What you should do ::
Within the listing below, show every line that contains the word "SaddleProblem".

Supplied material ::

=== Begin Enclosure ===

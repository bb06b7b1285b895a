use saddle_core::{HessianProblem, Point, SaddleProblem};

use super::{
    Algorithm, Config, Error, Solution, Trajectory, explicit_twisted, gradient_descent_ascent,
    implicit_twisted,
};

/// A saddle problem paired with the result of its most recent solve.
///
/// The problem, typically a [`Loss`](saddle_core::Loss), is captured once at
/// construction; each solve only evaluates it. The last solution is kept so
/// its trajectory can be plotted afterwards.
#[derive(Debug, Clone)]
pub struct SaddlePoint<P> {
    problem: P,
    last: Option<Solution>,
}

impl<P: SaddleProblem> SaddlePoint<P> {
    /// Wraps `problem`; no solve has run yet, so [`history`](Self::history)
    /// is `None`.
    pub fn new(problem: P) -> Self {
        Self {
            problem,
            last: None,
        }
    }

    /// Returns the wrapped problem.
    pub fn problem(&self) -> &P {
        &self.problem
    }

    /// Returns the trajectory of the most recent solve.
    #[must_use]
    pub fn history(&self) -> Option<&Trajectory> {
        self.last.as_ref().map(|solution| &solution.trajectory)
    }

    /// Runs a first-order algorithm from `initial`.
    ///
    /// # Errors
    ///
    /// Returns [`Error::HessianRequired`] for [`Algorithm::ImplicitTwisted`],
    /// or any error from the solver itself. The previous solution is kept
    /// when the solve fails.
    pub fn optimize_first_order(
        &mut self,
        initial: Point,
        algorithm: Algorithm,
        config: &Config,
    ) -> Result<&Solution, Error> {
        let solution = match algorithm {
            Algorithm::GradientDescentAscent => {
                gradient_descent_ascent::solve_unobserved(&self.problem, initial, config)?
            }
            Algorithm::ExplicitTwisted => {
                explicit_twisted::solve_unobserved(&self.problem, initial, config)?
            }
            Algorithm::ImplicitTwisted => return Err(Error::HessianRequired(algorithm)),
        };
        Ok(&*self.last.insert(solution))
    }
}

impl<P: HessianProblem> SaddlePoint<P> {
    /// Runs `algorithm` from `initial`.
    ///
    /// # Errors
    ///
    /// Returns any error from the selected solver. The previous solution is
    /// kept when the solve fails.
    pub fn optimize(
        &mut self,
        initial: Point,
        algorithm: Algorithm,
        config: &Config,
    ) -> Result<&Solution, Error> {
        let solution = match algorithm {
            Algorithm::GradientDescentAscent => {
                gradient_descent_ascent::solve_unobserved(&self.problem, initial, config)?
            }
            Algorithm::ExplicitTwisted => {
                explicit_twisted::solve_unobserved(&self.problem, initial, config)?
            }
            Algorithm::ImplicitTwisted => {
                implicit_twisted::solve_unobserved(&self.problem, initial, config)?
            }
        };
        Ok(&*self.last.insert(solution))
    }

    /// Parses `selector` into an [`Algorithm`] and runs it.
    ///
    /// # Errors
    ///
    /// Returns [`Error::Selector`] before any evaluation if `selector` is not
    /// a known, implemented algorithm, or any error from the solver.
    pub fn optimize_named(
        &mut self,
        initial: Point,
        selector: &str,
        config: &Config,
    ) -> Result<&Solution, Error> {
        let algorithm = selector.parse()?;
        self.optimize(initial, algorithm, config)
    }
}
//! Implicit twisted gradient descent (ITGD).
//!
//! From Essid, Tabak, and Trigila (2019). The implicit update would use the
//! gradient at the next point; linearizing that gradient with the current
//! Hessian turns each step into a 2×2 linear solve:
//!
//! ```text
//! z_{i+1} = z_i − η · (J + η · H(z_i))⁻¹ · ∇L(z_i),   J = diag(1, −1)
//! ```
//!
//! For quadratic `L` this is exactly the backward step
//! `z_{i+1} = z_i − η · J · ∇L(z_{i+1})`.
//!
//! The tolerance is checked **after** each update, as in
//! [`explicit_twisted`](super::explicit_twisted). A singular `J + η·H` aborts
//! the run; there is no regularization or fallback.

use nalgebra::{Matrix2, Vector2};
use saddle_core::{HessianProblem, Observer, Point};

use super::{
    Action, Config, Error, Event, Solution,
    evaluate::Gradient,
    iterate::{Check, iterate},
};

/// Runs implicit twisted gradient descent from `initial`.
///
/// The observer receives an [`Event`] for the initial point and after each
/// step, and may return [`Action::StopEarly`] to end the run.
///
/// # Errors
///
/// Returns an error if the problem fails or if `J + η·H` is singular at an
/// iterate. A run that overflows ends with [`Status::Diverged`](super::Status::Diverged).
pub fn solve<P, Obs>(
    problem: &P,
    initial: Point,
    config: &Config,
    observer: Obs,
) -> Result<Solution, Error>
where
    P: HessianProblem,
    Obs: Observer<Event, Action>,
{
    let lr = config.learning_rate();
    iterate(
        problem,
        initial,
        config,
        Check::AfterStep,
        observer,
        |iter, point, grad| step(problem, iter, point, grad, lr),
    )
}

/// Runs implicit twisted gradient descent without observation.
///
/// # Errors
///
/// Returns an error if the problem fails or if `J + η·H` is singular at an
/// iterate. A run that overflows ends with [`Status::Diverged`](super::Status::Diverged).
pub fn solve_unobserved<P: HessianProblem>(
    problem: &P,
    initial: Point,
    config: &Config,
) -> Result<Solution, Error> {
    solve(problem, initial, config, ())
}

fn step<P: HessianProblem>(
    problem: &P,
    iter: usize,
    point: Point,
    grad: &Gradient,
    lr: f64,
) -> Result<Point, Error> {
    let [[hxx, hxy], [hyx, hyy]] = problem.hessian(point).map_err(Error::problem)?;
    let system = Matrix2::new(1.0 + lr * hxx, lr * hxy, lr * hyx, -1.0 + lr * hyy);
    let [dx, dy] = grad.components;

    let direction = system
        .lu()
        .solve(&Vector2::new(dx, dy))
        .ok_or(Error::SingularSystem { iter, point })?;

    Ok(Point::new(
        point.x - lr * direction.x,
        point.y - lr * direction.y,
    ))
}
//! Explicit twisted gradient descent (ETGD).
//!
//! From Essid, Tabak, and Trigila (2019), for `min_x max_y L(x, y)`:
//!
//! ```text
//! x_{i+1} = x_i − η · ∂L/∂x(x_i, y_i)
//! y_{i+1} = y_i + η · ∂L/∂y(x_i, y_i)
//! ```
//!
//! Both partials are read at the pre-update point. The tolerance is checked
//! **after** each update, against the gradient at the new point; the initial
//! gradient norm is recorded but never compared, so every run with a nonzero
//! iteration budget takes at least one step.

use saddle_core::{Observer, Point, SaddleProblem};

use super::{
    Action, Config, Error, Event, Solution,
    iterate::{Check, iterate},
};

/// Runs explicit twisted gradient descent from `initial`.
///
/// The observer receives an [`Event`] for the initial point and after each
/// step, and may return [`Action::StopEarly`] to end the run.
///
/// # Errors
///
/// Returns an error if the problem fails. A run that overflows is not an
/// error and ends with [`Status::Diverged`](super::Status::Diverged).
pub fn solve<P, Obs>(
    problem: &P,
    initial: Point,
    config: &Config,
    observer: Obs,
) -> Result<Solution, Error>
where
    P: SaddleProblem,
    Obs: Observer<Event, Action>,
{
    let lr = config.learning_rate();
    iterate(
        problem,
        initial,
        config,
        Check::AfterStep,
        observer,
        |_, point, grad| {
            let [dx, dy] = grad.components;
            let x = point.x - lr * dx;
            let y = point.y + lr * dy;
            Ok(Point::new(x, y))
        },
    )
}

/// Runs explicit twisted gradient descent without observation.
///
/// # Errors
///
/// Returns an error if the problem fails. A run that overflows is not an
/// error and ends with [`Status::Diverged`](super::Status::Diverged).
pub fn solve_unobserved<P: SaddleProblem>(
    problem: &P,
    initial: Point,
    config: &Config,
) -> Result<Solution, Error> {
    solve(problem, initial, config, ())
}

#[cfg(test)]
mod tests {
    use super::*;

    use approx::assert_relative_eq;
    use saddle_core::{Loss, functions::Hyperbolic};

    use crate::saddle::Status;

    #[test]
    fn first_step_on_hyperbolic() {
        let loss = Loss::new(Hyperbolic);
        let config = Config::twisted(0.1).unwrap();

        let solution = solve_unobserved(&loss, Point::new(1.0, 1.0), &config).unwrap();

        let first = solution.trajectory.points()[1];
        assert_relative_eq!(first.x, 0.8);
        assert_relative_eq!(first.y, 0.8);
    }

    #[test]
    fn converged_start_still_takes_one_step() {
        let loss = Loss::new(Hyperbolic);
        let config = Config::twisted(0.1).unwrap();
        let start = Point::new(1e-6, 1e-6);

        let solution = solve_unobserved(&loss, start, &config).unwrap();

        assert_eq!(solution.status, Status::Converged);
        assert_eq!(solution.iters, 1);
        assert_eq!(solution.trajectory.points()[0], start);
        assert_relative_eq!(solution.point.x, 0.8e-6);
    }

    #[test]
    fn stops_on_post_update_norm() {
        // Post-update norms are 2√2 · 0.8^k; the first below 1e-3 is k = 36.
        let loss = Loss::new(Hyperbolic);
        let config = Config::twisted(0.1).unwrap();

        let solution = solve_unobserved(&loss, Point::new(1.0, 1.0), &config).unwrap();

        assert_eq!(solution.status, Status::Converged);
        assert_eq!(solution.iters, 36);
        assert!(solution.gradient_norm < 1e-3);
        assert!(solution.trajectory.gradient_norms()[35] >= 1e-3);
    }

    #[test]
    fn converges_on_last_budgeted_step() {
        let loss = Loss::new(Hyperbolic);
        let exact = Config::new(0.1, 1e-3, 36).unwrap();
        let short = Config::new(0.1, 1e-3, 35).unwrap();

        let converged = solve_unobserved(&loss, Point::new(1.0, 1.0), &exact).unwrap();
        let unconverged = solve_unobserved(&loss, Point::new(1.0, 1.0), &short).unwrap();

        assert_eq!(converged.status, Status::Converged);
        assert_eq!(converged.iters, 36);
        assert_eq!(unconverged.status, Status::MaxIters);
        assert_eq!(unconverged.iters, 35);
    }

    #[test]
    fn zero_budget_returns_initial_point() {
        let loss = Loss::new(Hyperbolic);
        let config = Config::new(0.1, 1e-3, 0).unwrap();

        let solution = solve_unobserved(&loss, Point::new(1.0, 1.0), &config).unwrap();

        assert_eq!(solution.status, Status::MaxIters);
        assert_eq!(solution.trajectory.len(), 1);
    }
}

=== End Enclosure ===

Reply ::
use saddle_core::{HessianProblem, Point, SaddleProblem};
impl<P: SaddleProblem> SaddlePoint<P> {
use saddle_core::{Observer, Point, SaddleProblem};
    P: SaddleProblem,
pub fn solve_unobserved<P: SaddleProblem>(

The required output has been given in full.